DATA IN THIS EXERCISE
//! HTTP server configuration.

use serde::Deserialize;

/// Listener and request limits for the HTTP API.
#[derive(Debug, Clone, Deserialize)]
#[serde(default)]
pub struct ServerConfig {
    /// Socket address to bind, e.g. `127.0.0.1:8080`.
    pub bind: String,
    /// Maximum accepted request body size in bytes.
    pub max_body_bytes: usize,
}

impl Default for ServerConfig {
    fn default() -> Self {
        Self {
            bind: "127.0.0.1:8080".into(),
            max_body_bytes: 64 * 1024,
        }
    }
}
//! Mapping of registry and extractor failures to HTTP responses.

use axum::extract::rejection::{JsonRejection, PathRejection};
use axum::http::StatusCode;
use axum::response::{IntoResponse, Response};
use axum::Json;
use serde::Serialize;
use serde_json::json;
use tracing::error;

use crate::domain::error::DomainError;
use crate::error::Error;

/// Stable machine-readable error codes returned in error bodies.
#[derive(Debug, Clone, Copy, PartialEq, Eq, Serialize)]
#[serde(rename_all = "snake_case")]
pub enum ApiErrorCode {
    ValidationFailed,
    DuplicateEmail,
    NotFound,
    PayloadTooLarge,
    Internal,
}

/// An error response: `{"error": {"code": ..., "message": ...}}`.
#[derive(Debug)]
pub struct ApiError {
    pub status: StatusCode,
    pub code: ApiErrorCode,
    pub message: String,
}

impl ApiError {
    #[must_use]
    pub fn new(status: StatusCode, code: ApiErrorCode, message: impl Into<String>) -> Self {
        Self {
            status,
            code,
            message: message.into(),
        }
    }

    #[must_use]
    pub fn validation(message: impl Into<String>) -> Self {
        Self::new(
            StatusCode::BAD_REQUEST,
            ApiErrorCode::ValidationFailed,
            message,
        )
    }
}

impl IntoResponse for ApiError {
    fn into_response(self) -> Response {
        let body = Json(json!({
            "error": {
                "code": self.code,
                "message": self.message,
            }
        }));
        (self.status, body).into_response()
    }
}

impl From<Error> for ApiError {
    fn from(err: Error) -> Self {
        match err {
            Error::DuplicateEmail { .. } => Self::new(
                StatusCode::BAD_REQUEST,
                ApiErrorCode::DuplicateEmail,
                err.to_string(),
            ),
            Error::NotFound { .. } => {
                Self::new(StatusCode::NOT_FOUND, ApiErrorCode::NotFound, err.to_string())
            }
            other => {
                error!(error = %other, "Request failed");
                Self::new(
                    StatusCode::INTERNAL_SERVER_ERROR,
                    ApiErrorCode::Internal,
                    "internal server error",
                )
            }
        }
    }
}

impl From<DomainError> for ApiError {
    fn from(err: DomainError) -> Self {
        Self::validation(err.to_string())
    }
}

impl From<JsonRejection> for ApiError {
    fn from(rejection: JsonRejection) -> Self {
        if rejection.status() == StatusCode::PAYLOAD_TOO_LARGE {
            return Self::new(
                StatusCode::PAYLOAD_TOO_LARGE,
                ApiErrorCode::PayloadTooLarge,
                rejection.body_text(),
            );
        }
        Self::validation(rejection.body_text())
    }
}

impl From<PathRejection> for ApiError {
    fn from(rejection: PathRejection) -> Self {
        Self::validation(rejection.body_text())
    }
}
---
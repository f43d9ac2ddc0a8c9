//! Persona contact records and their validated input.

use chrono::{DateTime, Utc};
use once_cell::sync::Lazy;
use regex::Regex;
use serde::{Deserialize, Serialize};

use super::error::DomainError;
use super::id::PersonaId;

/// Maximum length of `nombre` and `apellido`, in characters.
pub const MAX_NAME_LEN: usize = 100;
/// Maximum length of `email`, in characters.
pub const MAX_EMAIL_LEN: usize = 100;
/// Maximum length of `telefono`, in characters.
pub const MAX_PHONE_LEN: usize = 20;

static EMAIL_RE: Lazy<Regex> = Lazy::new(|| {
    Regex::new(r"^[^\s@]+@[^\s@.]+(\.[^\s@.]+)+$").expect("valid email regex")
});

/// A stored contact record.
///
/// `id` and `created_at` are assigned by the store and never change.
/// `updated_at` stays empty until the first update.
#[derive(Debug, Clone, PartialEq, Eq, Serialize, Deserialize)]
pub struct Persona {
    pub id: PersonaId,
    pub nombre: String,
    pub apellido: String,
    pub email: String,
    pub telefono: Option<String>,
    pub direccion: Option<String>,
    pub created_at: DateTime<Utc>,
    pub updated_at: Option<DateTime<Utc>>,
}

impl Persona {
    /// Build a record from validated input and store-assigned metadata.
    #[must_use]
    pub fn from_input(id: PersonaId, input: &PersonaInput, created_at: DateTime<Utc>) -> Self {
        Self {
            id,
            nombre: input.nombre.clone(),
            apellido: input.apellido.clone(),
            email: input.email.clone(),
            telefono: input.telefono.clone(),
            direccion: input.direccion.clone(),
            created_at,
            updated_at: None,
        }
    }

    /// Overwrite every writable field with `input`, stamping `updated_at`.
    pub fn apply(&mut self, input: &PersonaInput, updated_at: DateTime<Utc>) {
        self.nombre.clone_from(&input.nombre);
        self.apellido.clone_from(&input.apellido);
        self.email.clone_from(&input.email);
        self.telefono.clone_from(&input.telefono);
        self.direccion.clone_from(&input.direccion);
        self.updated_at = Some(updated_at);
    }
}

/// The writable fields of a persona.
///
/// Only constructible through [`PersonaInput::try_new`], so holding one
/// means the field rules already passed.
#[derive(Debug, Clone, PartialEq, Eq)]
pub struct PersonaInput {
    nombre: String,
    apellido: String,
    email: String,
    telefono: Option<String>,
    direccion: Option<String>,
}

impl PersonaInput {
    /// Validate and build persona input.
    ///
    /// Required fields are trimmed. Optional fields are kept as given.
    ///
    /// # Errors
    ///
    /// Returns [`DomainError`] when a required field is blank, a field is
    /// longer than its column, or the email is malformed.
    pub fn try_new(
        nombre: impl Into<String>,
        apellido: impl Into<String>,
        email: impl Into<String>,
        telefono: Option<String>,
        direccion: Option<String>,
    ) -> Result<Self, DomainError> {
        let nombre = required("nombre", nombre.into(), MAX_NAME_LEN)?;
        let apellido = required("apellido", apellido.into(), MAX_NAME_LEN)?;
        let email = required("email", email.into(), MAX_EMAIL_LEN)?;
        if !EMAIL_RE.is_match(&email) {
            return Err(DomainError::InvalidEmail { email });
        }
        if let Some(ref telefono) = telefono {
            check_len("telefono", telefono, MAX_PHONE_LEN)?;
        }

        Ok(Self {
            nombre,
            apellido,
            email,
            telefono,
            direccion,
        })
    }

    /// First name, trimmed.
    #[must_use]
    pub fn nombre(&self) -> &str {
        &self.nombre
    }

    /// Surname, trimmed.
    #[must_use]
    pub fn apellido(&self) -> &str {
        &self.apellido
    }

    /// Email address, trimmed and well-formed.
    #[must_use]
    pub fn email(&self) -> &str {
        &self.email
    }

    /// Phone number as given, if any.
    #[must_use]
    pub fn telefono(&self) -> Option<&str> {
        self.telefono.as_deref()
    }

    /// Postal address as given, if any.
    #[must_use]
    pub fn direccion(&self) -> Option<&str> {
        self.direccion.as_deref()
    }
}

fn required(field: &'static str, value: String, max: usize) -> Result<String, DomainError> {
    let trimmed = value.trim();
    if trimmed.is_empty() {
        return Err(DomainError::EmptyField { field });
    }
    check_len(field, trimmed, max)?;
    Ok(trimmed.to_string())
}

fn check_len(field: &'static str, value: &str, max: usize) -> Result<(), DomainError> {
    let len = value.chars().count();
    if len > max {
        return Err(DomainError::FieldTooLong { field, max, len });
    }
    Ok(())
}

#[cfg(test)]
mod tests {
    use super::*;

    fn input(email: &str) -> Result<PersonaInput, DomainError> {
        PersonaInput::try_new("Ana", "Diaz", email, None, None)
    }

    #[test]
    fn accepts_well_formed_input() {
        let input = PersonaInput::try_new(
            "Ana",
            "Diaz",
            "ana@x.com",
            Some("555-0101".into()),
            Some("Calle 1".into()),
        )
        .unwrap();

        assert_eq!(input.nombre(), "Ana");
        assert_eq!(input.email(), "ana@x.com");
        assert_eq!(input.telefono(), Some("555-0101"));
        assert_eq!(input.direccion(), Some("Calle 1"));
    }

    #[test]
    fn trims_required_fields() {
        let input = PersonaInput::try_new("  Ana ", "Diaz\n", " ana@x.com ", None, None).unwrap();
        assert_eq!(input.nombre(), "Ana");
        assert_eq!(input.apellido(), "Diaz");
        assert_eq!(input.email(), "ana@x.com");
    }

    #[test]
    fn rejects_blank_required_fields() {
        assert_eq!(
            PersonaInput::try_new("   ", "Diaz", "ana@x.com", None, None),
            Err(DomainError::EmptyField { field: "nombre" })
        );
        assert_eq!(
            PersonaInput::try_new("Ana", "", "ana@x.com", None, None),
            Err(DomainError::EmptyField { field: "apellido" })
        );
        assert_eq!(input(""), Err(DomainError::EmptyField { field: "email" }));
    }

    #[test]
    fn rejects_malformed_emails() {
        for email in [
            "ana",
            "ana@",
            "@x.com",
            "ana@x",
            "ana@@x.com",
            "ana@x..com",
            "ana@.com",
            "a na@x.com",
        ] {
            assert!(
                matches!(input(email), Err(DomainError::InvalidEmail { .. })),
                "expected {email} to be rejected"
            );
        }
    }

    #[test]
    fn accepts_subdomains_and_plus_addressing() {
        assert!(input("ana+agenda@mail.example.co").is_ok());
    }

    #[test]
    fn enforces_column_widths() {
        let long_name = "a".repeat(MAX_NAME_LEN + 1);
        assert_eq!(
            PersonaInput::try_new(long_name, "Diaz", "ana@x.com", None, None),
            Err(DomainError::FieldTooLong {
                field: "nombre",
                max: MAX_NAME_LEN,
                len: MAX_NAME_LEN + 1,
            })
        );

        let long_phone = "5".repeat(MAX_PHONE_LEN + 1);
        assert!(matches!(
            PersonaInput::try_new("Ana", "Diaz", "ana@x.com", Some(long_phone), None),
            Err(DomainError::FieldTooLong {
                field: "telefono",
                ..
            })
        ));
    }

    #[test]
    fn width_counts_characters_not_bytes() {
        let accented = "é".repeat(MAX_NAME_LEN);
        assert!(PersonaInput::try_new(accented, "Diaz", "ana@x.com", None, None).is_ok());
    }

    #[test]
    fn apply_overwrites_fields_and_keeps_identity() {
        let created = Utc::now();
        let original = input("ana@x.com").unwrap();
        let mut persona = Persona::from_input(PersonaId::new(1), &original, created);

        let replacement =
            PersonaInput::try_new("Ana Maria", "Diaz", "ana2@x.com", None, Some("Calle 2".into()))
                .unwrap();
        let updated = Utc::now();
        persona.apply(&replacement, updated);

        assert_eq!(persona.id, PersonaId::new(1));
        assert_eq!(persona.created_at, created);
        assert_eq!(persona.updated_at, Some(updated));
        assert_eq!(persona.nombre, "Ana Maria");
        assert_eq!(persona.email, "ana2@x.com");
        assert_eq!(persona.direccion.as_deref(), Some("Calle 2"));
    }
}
==
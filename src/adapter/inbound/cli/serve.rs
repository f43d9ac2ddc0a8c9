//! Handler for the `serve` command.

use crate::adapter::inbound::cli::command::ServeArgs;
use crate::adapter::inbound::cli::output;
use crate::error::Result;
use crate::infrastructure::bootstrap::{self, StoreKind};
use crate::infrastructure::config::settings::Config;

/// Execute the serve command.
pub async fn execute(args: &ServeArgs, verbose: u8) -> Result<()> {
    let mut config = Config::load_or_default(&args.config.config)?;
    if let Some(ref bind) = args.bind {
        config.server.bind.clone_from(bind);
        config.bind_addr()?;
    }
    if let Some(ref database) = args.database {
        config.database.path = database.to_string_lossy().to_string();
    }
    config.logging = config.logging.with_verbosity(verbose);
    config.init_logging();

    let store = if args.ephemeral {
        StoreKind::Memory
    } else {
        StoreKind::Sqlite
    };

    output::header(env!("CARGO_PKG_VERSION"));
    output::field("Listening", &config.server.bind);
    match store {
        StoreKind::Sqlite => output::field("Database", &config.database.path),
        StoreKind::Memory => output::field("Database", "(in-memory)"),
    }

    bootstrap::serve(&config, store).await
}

AIM OF THE TASK
From the records above, copy each line where the word "StoreKind" can be found.

SOLUTION TO THIS TASK
use crate::infrastructure::bootstrap::{self, StoreKind};
        StoreKind::Memory
        StoreKind::Sqlite
        StoreKind::Sqlite => output::field("Database", &config.database.path),
        StoreKind::Memory => output::field("Database", "(in-memory)"),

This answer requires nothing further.